→ **Task objective**: Lines from the top of the listing down to the one with "#[derive(Default)]", inclusive, are to be copied exactly.
%%
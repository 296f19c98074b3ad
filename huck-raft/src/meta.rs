use std::fs;
use std::path::PathBuf;

use huck_core::error::Result;

use crate::cluster::Configuration;
use crate::raft::{MemberId, Term};

/// Durable server metadata. A successful store returns only after the
/// value is stable against a process crash; the engine stores before it
/// acts (a vote is persisted before the reply is sent, a term before any
/// message carries it).
pub trait MetaStore: Send {
    fn load_term(&self) -> Result<Option<Term>>;
    fn store_term(&mut self, term: Term) -> Result<()>;
    fn load_vote(&self) -> Result<Option<MemberId>>;
    fn store_vote(&mut self, vote: Option<MemberId>) -> Result<()>;
    fn load_configuration(&self) -> Result<Option<Configuration>>;
    fn store_configuration(&mut self, configuration: &Configuration) -> Result<()>;
}

/// Volatile metadata for tests.
#[derive(Default)]
pub struct MemoryMetaStore {
    term: Option<Term>,
    vote: Option<MemberId>,
    configuration: Option<Configuration>,
}

impl MemoryMetaStore {
    pub fn new() -> Self {
        Self::default()
    }
}

impl MetaStore for MemoryMetaStore {
    fn load_term(&self) -> Result<Option<Term>> {
        Ok(self.term)
    }

    fn store_term(&mut self, term: Term) -> Result<()> {
        self.term = Some(term);
        Ok(())
    }

    fn load_vote(&self) -> Result<Option<MemberId>> {
        Ok(self.vote)
    }

    fn store_vote(&mut self, vote: Option<MemberId>) -> Result<()> {
        self.vote = vote;
        Ok(())
    }

    fn load_configuration(&self) -> Result<Option<Configuration>> {
        Ok(self.configuration.clone())
    }

    fn store_configuration(&mut self, configuration: &Configuration) -> Result<()> {
        self.configuration = Some(configuration.clone());
        Ok(())
    }
}

#[derive(Debug, Default, Clone, Serialize, Deserialize)]
struct MetaRecord {
    term: Option<Term>,
    vote: Option<MemberId>,
    configuration: Option<Configuration>,
}

/// File-backed metadata. The whole record is small; it is rewritten as a
/// unit through a temp file and an atomic rename.
pub struct FileMetaStore {
    path: PathBuf,
    record: MetaRecord,
}

impl FileMetaStore {
    pub fn open(dir: impl Into<PathBuf>) -> Result<Self> {
        let mut path = dir.into();
        fs::create_dir_all(&path)?;
        path.push("meta.bin");
        let record = if path.exists() {
            bincode::deserialize(&fs::read(&path)?)?
        } else {
            MetaRecord::default()
        };
        Ok(FileMetaStore { path, record })
    }

    fn flush(&self) -> Result<()> {
        let tmp = self.path.with_extension("tmp");
        fs::write(&tmp, bincode::serialize(&self.record)?)?;
        fs::rename(&tmp, &self.path)?;
        Ok(())
    }
}

impl MetaStore for FileMetaStore {
    fn load_term(&self) -> Result<Option<Term>> {
        Ok(self.record.term)
    }

    fn store_term(&mut self, term: Term) -> Result<()> {
        self.record.term = Some(term);
        self.flush()
    }

    fn load_vote(&self) -> Result<Option<MemberId>> {
        Ok(self.record.vote)
    }

    fn store_vote(&mut self, vote: Option<MemberId>) -> Result<()> {
        self.record.vote = vote;
        self.flush()
    }

    fn load_configuration(&self) -> Result<Option<Configuration>> {
        Ok(self.record.configuration.clone())
    }

    fn store_configuration(&mut self, configuration: &Configuration) -> Result<()> {
        self.record.configuration = Some(configuration.clone());
        self.flush()
    }
}
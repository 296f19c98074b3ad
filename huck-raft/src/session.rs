use std::collections::{BTreeMap, HashMap, VecDeque};

use crate::raft::{LogIndex, MemberId, SessionId};

#[derive(Debug, Clone, Copy, PartialEq, Eq, Serialize, Deserialize)]
pub enum SessionState {
    Open,
    Expired,
    Closed,
}

/// The exact response recorded for an applied command, kept until the
/// client acknowledges it so that a retried (session, sequence) pair gets
/// an identical answer. Application failures are results too.
#[derive(Debug, Clone, PartialEq, Serialize, Deserialize)]
pub struct CommandOutcome {
    pub index: LogIndex,
    pub result: std::result::Result<Vec<u8>, String>,
}

/// Events published while applying the entry at `event_index`.
/// `previous_index` chains batches so a client can detect gaps.
#[derive(Debug, Clone, PartialEq, Serialize, Deserialize)]
pub struct EventBatch {
    pub event_index: LogIndex,
    pub previous_index: LogIndex,
    pub events: Vec<Vec<u8>>,
}

/// A client's logical presence in the cluster, anchored at the index of
/// its open-session entry. Mutated only on the state-machine context.
#[derive(Debug, Clone, Serialize, Deserialize)]
pub struct Session {
    pub id: SessionId,
    /// The member the client opened the session through.
    pub member: MemberId,
    pub name: String,
    pub kind: String,
    pub timeout_ms: u64,
    pub state: SessionState,
    /// Logical time of the last keep-alive or command.
    pub timestamp: u64,
    /// Highest command sequence received.
    pub request_sequence: u64,
    /// Highest command sequence applied.
    pub command_sequence: u64,
    /// Index of the last entry applied for this session.
    pub last_applied: LogIndex,
    /// Index at which events were last published.
    pub event_index: LogIndex,
    /// Highest event index the client has acknowledged.
    pub complete_index: LogIndex,
    results: BTreeMap<u64, CommandOutcome>,
    events: VecDeque<EventBatch>,
}

impl Session {
    fn new(
        id: SessionId,
        member: MemberId,
        name: String,
        kind: String,
        timeout_ms: u64,
        timestamp: u64,
    ) -> Session {
        Session {
            id,
            member,
            name,
            kind,
            timeout_ms,
            state: SessionState::Open,
            timestamp,
            request_sequence: 0,
            command_sequence: 0,
            last_applied: 0,
            event_index: 0,
            complete_index: 0,
            results: BTreeMap::new(),
            events: VecDeque::new(),
        }
    }

    pub fn is_open(&self) -> bool {
        self.state == SessionState::Open
    }

    /// The cached outcome for an already-applied sequence, if it has not
    /// been acknowledged away.
    pub fn cached(&self, sequence: u64) -> Option<&CommandOutcome> {
        self.results.get(&sequence)
    }

    /// Record the outcome of the next command in sequence order.
    pub fn record(&mut self, sequence: u64, outcome: CommandOutcome) {
        self.request_sequence = self.request_sequence.max(sequence);
        self.command_sequence = sequence;
        self.last_applied = outcome.index;
        self.results.insert(sequence, outcome);
    }

    /// Drop cached results the client has acknowledged.
    pub fn ack_results(&mut self, ack_sequence: u64) {
        self.results = self.results.split_off(&(ack_sequence + 1));
    }

    /// Queue a batch of events produced at `index`.
    pub fn publish(&mut self, index: LogIndex, events: Vec<Vec<u8>>) -> EventBatch {
        let batch = EventBatch {
            event_index: index,
            previous_index: self.event_index,
            events,
        };
        self.event_index = index;
        self.events.push_back(batch.clone());
        batch
    }

    /// Drop event batches the client has acknowledged through `index`.
    pub fn ack_events(&mut self, index: LogIndex) {
        while self
            .events
            .front()
            .map(|b| b.event_index <= index)
            .unwrap_or(false)
        {
            self.events.pop_front();
        }
        self.complete_index = self.complete_index.max(index);
    }

    /// Batches not yet acknowledged, oldest first.
    pub fn pending_events(&self) -> impl Iterator<Item = &EventBatch> {
        self.events.iter()
    }

    /// Mark the session expired; it is closed (and forgotten) right
    /// after.
    pub fn expire(&mut self) {
        self.state = SessionState::Expired;
    }

    pub fn keep_alive(&mut self, timestamp: u64) {
        self.timestamp = self.timestamp.max(timestamp);
    }

    pub fn expired_at(&self, now: u64) -> bool {
        now > self.timestamp + self.timeout_ms
    }
}

/// All live sessions, owned by the state-machine manager.
#[derive(Debug, Clone, Default, Serialize, Deserialize)]
pub struct SessionRegistry {
    sessions: HashMap<SessionId, Session>,
}

impl SessionRegistry {
    pub fn new() -> SessionRegistry {
        SessionRegistry::default()
    }

    pub fn open(
        &mut self,
        id: SessionId,
        member: MemberId,
        name: String,
        kind: String,
        timeout_ms: u64,
        timestamp: u64,
    ) -> &Session {
        self.sessions
            .entry(id)
            .or_insert_with(|| Session::new(id, member, name, kind, timeout_ms, timestamp))
    }

    pub fn get(&self, id: SessionId) -> Option<&Session> {
        self.sessions.get(&id)
    }

    pub fn get_mut(&mut self, id: SessionId) -> Option<&mut Session> {
        self.sessions.get_mut(&id)
    }

    /// Remove a session; CLOSED is terminal, so the registry forgets it.
    pub fn close(&mut self, id: SessionId) -> Option<Session> {
        self.sessions.remove(&id)
    }

    pub fn ids(&self) -> Vec<SessionId> {
        let mut ids: Vec<SessionId> = self.sessions.keys().copied().collect();
        ids.sort_unstable();
        ids
    }

    /// Sessions whose timeout elapsed before `now`.
    pub fn stale(&self, now: u64) -> Vec<SessionId> {
        let mut stale: Vec<SessionId> = self
            .sessions
            .values()
            .filter(|s| s.is_open() && s.expired_at(now))
            .map(|s| s.id)
            .collect();
        stale.sort_unstable();
        stale
    }

    pub fn iter(&self) -> impl Iterator<Item = &Session> {
        self.sessions.values()
    }
}

#[cfg(test)]
mod tests {
    use super::*;

    fn session() -> Session {
        Session::new(10, 1, "client".to_string(), "test".to_string(), 5000, 1000)
    }

    #[test]
    fn results_are_cached_until_acked() {
        let mut s = session();
        s.record(
            1,
            CommandOutcome {
                index: 11,
                result: Ok(vec![1]),
            },
        );
        s.record(
            2,
            CommandOutcome {
                index: 12,
                result: Ok(vec![2]),
            },
        );
        assert_eq!(s.command_sequence, 2);
        assert_eq!(s.cached(1).unwrap().result, Ok(vec![1]));

        s.ack_results(1);
        assert!(s.cached(1).is_none());
        assert!(s.cached(2).is_some());
    }

    #[test]
    fn event_batches_chain_previous_indices() {
        let mut s = session();
        let first = s.publish(11, vec![b"a".to_vec()]);
        assert_eq!(first.previous_index, 0);
        let second = s.publish(14, vec![b"b".to_vec(), b"c".to_vec()]);
        assert_eq!(second.previous_index, 11);
        assert_eq!(s.pending_events().count(), 2);

        s.ack_events(11);
        assert_eq!(s.pending_events().count(), 1);
        assert_eq!(s.complete_index, 11);
        s.ack_events(14);
        assert_eq!(s.pending_events().count(), 0);
    }

    #[test]
    fn expiration_is_driven_by_logical_time() {
        let mut registry = SessionRegistry::new();
        registry.open(10, 1, "a".to_string(), "test".to_string(), 5000, 1000);
        registry.open(20, 1, "b".to_string(), "test".to_string(), 5000, 4000);

        assert!(registry.stale(6000).contains(&10));
        assert!(!registry.stale(6000).contains(&20));

        registry.get_mut(10).unwrap().keep_alive(6000);
        assert!(registry.stale(6001).is_empty());
    }

    #[test]
    fn keep_alive_never_rewinds_the_timestamp() {
        let mut s = session();
        s.keep_alive(9000);
        s.keep_alive(4000);
        assert_eq!(s.timestamp, 9000);
    }

    #[test]
    fn close_is_terminal() {
        let mut registry = SessionRegistry::new();
        registry.open(10, 1, "a".to_string(), "test".to_string(), 5000, 1000);
        assert!(registry.close(10).is_some());
        assert!(registry.get(10).is_none());
        assert!(registry.close(10).is_none());
    }
}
%%
→ **Completed task**:
repository 296f19c98074b3ad
filename huck-raft/src/meta.rs
use std::fs;
use std::path::PathBuf;

use huck_core::error::Result;

use crate::cluster::Configuration;
use crate::raft::{MemberId, Term};

/// Durable server metadata. A successful store returns only after the
/// value is stable against a process crash; the engine stores before it
/// acts (a vote is persisted before the reply is sent, a term before any
/// message carries it).
pub trait MetaStore: Send {
    fn load_term(&self) -> Result<Option<Term>>;
    fn store_term(&mut self, term: Term) -> Result<()>;
    fn load_vote(&self) -> Result<Option<MemberId>>;
    fn store_vote(&mut self, vote: Option<MemberId>) -> Result<()>;
    fn load_configuration(&self) -> Result<Option<Configuration>>;
    fn store_configuration(&mut self, configuration: &Configuration) -> Result<()>;
}

/// Volatile metadata for tests.
#[derive(Default)]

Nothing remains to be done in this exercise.